**YOUR OBJECTIVE:** When you reach the line containing "Cinema Shot Designer." in the data below, begin returning lines exactly as written, and stop once the line containing "pub mod workflow;" has been returned.

RECORDS PROVIDED START

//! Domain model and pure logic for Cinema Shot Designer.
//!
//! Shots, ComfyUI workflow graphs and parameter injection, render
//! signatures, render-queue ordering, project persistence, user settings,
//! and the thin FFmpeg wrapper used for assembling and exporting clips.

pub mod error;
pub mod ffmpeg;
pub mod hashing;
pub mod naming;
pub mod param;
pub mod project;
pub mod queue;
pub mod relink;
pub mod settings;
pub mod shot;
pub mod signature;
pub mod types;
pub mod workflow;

RECORDS PROVIDED END
RECORDS PROVIDED START

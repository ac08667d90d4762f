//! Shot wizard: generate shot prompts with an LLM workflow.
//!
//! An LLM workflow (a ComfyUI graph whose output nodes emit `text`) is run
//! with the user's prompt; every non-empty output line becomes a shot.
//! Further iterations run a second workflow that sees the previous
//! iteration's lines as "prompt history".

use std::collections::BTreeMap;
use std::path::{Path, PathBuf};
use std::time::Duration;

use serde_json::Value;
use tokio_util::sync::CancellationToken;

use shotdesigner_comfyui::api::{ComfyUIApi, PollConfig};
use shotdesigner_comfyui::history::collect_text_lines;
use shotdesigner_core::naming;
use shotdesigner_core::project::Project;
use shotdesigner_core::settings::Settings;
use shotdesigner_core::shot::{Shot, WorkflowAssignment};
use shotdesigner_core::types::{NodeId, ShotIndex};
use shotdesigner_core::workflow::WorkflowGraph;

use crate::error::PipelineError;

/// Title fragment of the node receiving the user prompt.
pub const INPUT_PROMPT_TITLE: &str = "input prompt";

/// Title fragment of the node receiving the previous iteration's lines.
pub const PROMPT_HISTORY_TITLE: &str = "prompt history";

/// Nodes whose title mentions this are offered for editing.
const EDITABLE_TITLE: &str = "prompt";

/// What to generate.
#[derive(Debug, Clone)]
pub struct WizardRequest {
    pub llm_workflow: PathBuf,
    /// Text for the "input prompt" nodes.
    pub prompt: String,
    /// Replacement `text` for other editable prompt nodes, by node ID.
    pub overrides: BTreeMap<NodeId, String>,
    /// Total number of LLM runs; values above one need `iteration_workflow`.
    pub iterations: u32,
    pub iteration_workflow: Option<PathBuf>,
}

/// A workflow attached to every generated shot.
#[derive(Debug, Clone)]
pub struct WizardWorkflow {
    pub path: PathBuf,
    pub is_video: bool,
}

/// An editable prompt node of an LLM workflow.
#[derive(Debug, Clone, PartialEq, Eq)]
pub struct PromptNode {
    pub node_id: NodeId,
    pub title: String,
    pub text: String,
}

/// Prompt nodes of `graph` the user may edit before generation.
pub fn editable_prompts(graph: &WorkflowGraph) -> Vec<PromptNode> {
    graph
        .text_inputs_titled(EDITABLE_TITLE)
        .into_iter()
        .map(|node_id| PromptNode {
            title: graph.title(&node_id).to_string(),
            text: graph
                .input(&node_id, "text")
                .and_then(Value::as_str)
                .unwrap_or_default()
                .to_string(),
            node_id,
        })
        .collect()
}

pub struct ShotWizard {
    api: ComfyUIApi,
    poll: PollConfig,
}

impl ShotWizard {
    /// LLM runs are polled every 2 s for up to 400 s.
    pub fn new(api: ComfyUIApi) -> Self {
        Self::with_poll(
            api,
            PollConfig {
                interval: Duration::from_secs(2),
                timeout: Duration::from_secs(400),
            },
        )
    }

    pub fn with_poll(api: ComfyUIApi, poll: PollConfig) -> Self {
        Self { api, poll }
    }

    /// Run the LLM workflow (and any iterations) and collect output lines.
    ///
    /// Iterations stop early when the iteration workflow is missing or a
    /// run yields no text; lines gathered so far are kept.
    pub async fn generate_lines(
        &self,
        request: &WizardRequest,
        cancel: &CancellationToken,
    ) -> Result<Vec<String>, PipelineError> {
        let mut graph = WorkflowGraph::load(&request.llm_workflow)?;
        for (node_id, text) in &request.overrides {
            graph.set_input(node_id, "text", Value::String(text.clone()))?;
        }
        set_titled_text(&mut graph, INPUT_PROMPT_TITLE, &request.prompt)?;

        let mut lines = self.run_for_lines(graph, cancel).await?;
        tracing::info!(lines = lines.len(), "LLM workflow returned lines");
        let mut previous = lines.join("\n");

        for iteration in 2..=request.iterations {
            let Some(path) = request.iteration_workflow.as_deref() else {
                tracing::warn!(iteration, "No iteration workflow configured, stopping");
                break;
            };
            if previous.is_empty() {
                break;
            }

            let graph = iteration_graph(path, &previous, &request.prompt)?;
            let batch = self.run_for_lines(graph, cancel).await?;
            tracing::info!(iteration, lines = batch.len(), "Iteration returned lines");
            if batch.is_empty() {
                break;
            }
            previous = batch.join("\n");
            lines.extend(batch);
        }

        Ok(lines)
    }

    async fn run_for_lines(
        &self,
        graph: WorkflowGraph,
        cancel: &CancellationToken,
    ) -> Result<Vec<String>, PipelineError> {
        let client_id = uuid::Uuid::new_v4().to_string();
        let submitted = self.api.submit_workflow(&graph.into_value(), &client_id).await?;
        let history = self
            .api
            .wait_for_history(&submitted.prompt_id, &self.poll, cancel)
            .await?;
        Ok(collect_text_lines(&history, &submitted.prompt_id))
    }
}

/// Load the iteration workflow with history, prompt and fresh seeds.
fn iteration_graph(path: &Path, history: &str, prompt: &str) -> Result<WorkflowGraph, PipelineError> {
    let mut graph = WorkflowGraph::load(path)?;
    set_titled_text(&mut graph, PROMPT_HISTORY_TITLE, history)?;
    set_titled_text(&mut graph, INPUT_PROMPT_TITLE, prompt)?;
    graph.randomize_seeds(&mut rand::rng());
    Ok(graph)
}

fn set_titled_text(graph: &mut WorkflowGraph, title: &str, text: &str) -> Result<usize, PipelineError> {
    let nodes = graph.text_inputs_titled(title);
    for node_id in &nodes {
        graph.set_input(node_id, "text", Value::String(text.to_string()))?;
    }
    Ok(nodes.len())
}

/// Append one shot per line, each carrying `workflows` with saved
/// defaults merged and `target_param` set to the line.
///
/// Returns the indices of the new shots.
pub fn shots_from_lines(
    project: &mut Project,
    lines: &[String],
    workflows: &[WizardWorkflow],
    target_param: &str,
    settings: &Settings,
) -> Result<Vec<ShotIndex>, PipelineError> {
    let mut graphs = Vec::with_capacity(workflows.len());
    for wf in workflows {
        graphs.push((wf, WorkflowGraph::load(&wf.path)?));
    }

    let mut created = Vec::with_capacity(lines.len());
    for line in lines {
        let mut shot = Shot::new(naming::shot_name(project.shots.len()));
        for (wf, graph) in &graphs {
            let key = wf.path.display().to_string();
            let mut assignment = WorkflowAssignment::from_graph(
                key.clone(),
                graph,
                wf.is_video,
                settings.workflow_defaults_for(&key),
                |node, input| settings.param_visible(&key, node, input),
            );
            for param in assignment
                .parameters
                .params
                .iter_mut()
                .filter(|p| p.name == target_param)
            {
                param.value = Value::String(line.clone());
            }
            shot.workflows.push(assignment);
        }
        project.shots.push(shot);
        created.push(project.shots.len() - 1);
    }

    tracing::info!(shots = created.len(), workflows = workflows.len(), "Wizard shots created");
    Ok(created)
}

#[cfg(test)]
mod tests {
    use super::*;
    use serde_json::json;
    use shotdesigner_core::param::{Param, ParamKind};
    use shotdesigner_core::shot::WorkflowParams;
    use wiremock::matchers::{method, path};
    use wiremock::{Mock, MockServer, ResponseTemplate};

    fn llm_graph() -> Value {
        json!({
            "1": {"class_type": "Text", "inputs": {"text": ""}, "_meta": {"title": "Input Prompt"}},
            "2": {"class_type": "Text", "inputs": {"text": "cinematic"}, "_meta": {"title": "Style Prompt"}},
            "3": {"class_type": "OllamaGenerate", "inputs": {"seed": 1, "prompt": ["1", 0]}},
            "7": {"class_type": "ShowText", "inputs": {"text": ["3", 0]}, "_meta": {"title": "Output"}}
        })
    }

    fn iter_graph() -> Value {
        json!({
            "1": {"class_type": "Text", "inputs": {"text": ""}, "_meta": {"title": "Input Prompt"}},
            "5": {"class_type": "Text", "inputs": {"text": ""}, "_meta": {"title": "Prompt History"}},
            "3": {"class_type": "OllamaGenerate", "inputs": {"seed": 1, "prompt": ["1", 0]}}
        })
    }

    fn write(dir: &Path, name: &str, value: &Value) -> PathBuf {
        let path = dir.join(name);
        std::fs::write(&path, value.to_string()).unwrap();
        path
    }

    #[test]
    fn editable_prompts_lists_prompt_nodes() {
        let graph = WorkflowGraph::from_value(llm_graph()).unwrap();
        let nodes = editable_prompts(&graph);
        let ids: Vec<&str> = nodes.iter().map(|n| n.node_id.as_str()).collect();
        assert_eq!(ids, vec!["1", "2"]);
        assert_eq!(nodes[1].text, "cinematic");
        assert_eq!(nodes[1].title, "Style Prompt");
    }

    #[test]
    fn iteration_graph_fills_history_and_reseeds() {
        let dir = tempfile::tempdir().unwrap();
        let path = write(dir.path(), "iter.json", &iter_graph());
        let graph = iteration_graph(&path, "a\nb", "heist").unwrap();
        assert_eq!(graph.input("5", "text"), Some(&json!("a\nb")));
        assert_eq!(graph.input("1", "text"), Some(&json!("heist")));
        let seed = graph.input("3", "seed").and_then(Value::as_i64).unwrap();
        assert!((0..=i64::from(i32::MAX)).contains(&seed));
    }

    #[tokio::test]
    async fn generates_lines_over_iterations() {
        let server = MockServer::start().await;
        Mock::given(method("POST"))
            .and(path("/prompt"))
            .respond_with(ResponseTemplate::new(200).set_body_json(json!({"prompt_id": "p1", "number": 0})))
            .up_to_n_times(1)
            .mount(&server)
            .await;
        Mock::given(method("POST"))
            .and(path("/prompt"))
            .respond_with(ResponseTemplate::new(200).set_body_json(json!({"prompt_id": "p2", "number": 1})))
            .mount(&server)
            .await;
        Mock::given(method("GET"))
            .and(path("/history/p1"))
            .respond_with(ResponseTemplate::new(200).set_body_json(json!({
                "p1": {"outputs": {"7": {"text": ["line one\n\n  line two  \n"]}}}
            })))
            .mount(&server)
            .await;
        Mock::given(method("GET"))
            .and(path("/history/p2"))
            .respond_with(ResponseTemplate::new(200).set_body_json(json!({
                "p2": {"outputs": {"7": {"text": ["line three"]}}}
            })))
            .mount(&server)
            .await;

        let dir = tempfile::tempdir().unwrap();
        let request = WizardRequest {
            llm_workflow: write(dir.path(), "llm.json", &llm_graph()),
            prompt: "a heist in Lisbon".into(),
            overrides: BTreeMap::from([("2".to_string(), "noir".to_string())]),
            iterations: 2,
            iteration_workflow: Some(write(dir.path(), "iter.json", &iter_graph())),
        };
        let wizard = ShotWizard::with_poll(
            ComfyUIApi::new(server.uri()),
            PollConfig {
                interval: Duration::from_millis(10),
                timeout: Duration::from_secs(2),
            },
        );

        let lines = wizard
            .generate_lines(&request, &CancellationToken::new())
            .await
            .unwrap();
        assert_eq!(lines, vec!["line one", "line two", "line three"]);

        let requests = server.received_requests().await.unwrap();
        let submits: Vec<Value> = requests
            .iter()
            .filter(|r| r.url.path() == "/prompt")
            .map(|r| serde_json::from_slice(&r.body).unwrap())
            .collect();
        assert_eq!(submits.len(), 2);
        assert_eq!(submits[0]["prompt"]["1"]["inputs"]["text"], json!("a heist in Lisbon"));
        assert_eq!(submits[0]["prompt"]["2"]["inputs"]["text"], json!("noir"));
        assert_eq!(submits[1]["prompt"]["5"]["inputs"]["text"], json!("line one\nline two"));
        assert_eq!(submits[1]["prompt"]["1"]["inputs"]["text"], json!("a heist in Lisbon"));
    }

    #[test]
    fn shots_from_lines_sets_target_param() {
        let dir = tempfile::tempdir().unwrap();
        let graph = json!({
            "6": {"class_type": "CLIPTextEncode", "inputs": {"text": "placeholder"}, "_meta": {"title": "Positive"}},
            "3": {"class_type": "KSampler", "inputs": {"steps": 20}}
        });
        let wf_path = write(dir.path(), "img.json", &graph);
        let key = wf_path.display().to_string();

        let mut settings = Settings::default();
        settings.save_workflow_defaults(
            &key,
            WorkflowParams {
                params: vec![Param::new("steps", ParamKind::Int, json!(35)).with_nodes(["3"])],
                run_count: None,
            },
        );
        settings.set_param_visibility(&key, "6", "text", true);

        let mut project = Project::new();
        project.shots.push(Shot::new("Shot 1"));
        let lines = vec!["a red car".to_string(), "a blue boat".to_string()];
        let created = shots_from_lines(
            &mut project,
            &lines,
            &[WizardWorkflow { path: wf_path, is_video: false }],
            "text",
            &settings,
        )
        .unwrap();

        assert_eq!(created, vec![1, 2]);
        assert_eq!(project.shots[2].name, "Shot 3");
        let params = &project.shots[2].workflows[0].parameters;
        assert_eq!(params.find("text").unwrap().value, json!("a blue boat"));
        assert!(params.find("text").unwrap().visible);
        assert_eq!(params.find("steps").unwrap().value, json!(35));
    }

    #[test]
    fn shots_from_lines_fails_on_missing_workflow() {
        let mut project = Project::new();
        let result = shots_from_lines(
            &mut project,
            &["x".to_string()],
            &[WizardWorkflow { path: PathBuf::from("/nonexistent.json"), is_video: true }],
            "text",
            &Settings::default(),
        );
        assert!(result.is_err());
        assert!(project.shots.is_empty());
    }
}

RECORDS PROVIDED END

**WRITTEN ANSWER:**
//! Domain model and pure logic for Cinema Shot Designer.
//!
//! Shots, ComfyUI workflow graphs and parameter injection, render
//! signatures, render-queue ordering, project persistence, user settings,
//! and the thin FFmpeg wrapper used for assembling and exporting clips.

pub mod error;
pub mod ffmpeg;
pub mod hashing;
pub mod naming;
pub mod param;
pub mod project;
pub mod queue;
pub mod relink;
pub mod settings;
pub mod shot;
pub mod signature;
pub mod types;
pub mod workflow;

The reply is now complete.